Twenty-five years later, are there any lasting lessons from the
October 1987 stock market crash?
You may recall that on October 19, 1987, the Dow Jones
Industrial Average plummeted 22.6 percent. This drop was far steeper than the
12.8 percent decline on October 28, 1929, the day many consider the start of
the Great Depression and it “immediately raised fears of an international
economic crisis and a recession in the United States,” according to the Los Angeles Times.
Although the crash was mind-boggling and is firmly etched in
investment lore, on a long-term performance chart, it shows up as just a blip. In
fact, in the first eight months of 1987, the Dow rose more than 40 percent,
and, despite the crash, the Dow – amazingly
– finished the year with a gain.
With the benefit of 25 years, here are a few investment lessons
to remember:
1.
Don’t panic.
The crash was painful, but the market was back to breakeven just two years
later.
2.
Valuation matters.
Traditional valuation metrics such as price earnings ratios and dividend yields
were flashing red back in 1987 which suggested the market was ripe for a fall –
so pay attention to valuation.
3.
Stay diversified.
Even though correlation among asset classes tends to rise during times of
market stress, it’s still important to own a variety of asset classes as over
time, it may help balance your portfolio.
4.
Invest responsibly.
People who borrowed money to invest in the stock market or made high-risk bets
got burned when the market crashed. Always invest within your risk tolerance so
a repeat of 1987 won’t put you out of business.
Sources: Los Angeles
Times; The Motley Fool; Forbes
When asked what the stock market will do, the great banker
J.P. Morgan replied, “It will fluctuate.” Indeed, as October 1987 shows, stocks
do fluctuate – sometimes dramatically. Knowing that and remembering the four
lessons above could help make you a better investor.
HOW GOOD ARE YOU at
predicting the future? Well, despite a bazillion bits of information at our
fingertips and unbelievable computing power, humans are still pretty bad at it.
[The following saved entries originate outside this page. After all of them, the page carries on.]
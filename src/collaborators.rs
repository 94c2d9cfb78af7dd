// Copyright (C) 2019  Braiins Systems s.r.o.
//
// This file is part of Braiins Open-Source Initiative (BOSI).
//
// BOSI is free software: you can redistribute it and/or modify
// it under the terms of the GNU General Public License as published by
// the Free Software Foundation, either version 3 of the License, or
// (at your option) any later version.
//
// This program is distributed in the hope that it will be useful,
// but WITHOUT ANY WARRANTY; without even the implied warranty of
// MERCHANTABILITY or FITNESS FOR A PARTICULAR PURPOSE.  See the
// GNU General Public License for more details.
//
// You should have received a copy of the GNU General Public License
// along with this program.  If not, see <https://www.gnu.org/licenses/>.
//
// Please, keep in mind that we may also license BOSI or any part thereof
// under a proprietary license. For more information on the terms and conditions
// of such proprietary license or if you have any other questions, please
// contact us at opensource@braiins.com.

//! Collaborator seams (component C9): everything the core talks to but does not
//! implement itself — the daemon RPC, the accounting store, and abuse policy.
//!
//! Modelled on [`hal::Backend`](../bosminer) — a `Send + Sync + 'static` trait object
//! the core is generic (or dyn-dispatched) over, so a real daemon/Redis pair can be
//! swapped in without touching share-validation or VarDiff logic.

use async_trait::async_trait;

use crate::error::Result;
use crate::template::Work;

/// Talks to the Ethash daemon: fetches work and submits solved blocks.
#[async_trait]
pub trait Upstream: Send + Sync {
    /// Equivalent of `eth_getWork`.
    async fn get_work(&self) -> Result<Work>;

    /// Equivalent of `eth_submitWork`. Returns `true` if the daemon accepted the
    /// block, `false` if it was rejected (stale/orphaned), independent of whether
    /// the pool had already recorded this as a candidate.
    async fn submit_work(&self, nonce: &str, header: &str, mix_digest: &str) -> Result<bool>;
}

/// A submitted share, ready for persistence, as handed to [`Backend::write_share`].
#[derive(Debug, Clone)]
pub struct ShareRecord {
    pub login: String,
    pub worker: String,
    pub ip: String,
    pub diff: u64,
    pub height: u64,
    pub network_diff: u64,
}

/// A block candidate, ready for persistence, as handed to [`Backend::write_block`].
#[derive(Debug, Clone)]
pub struct BlockRecord {
    pub login: String,
    pub worker: String,
    pub ip: String,
    pub diff: u64,
    pub height: u64,
    pub network_diff: u64,
    pub hash: String,
}

/// The accounting store: share/block persistence and duplicate-submission
/// detection. Modelled on the Go proxy's Redis-backed `Backend` (`writeShare`,
/// `writeBlock`, `WriteReply`/exist checks in `miner.go`).
#[async_trait]
pub trait Backend: Send + Sync {
    /// Persist an accepted share. Returns `Ok(())` once durably recorded.
    async fn write_share(&self, share: ShareRecord) -> Result<()>;

    /// Persist a found block candidate.
    async fn write_block(&self, block: BlockRecord) -> Result<()>;

    /// `true` if this exact block hash has already been recorded as a candidate —
    /// the backstop against submitting (and paying out) the same block twice.
    async fn is_known_block(&self, hash: &str) -> Result<bool>;
}

/// Per-login/per-IP abuse policy (blacklist, malformed-request and invalid-share
/// rate limiting). Kept as a seam rather than a concrete implementation: the
/// specification's Non-goals exclude ban-list management and persistence, but
/// the session/share pipeline still needs hooks to call.
#[async_trait]
pub trait Policy: Send + Sync {
    /// `true` if `login` is currently blocked from submitting shares.
    async fn is_blacklisted(&self, login: &str) -> bool;

    /// Called when a client sends a share whose nonce/header/mix-digest fields
    /// don't even match the expected hex shape — a protocol-level offense,
    /// tracked separately from ordinary invalid shares.
    async fn apply_malformed_policy(&self, ip: &str);

    /// Called after every share that passed shape validation, with whether it
    /// was ultimately valid. Returns `true` if the connection may continue;
    /// `false` once `ip`'s invalid-share rate has crossed the policy's limit,
    /// at which point the caller closes the connection.
    async fn apply_share_policy(&self, ip: &str, was_valid: bool) -> bool;
}

/// Ethash proof-of-work verification: `(header, height, nonce) -> (mix_digest,
/// result)`. Kept as a seam because DAG generation/caching is large, stateful,
/// and explicitly out of scope — the core only needs the two digests it
/// returns. Takes the block height (to resolve the DAG epoch), not the seed:
/// mirrors the original's `client.Compute(hash, height, nonce)`.
pub trait EthashVerifier: Send + Sync {
    /// Computes the mix digest and final PoW result for a candidate solution.
    /// Returns `None` if the header/height pair can't be resolved to an epoch DAG.
    fn verify(&self, header: &[u8], height: u64, nonce: u64) -> Option<(Vec<u8>, Vec<u8>)>;
}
Let’s use an example that gets to the heart of the financial
crisis. As described in Nate Silver’s book, The
Signal and the Noise, back in 2007 Standard & Poor’s Corporation
(S&P) gave investment ratings to a particularly complex type of security
called collateralized debt obligation (CDO). For CDO’s that were rated AAA – the
highest rating possible – S&P said the likelihood that a piece of debt
within those CDO’s would default within five years was a miniscule 0.12
percent. That’s about one chance in 850.
Now, you probably know where this is going. Guess what the
actual default rate was? According to S&P, it was around 28 percent. Simple
math says the actual default rate was more than 200 times higher than S&P predicted and, as Silver wrote,
“This is just about as complete a failure as it is possible to make in a
prediction.”
It’s easy to poke fun at bad predictions; however, there is
a larger point here. First, we can’t predict the future so we always need a
plan B. And, second, we need to differentiate between risk and uncertainty.
Economist Frank Knight said risk involves situations where
we can calculate the probability of a particular outcome. For example,
actuaries can calculate the probability of a 60-year old male dying within 10
years because they have historical mortality statistics that don’t change much
from year to year.
By contrast, uncertainty has no historical data to use as a
solid basis for making a prediction. For example, predicting the outcome of war
in Syria is not knowable because there’s no set of historical data or
probability distribution on which to base the prediction.
It’s just our luck that the financial markets seem to
contain elements of risk and uncertainty. However, we can try to use that to
our benefit by being cognizant when the risk/reward seems to be in our favor
while at the same time, having plan B in case uncertainty tries to spoil the
party.
Weekly Focus – Think About It…
“It is a truth very certain that when it is not in our power
to determine what is true we ought to follow what is most probable.”